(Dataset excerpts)

[Start of Attachment]

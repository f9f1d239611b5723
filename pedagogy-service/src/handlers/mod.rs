//! HTTP handlers for the pedagogy service.

pub mod analysis;
pub mod evaluation;
pub mod export;
pub mod health;
pub mod history;
pub mod objectives;
pub mod rubric;

use crate::middleware::UserId;
use crate::models::NewWorkRecord;
use crate::services::generation::PedagogyModule;
use crate::startup::AppState;
use serde::Serialize;

/// Record a finished synchronous generation. Failures are logged only; the
/// caller already has its result.
async fn record_generation<T: Serialize>(
    state: &AppState,
    module: PedagogyModule,
    module_name: Option<&str>,
    user: &UserId,
    request: &T,
    result: &str,
) {
    let input = match serde_json::to_value(request) {
        Ok(input) => input,
        Err(e) => {
            tracing::warn!(error = %e, "Failed to serialize request for work history");
            return;
        }
    };

    let module_name = module_name
        .filter(|name| !name.is_empty())
        .unwrap_or(module.name());

    let record = NewWorkRecord::completed(
        module_name,
        user.0.clone(),
        input,
        serde_json::json!({ "result": result }),
    );

    if let Err(e) = state.history.insert(record).await {
        tracing::warn!(error = %e, module = module_name, "Failed to record work history");
    }
}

[End of Attachment]

For the records above, give the number of lines containing the string "tracing" and no other words.

2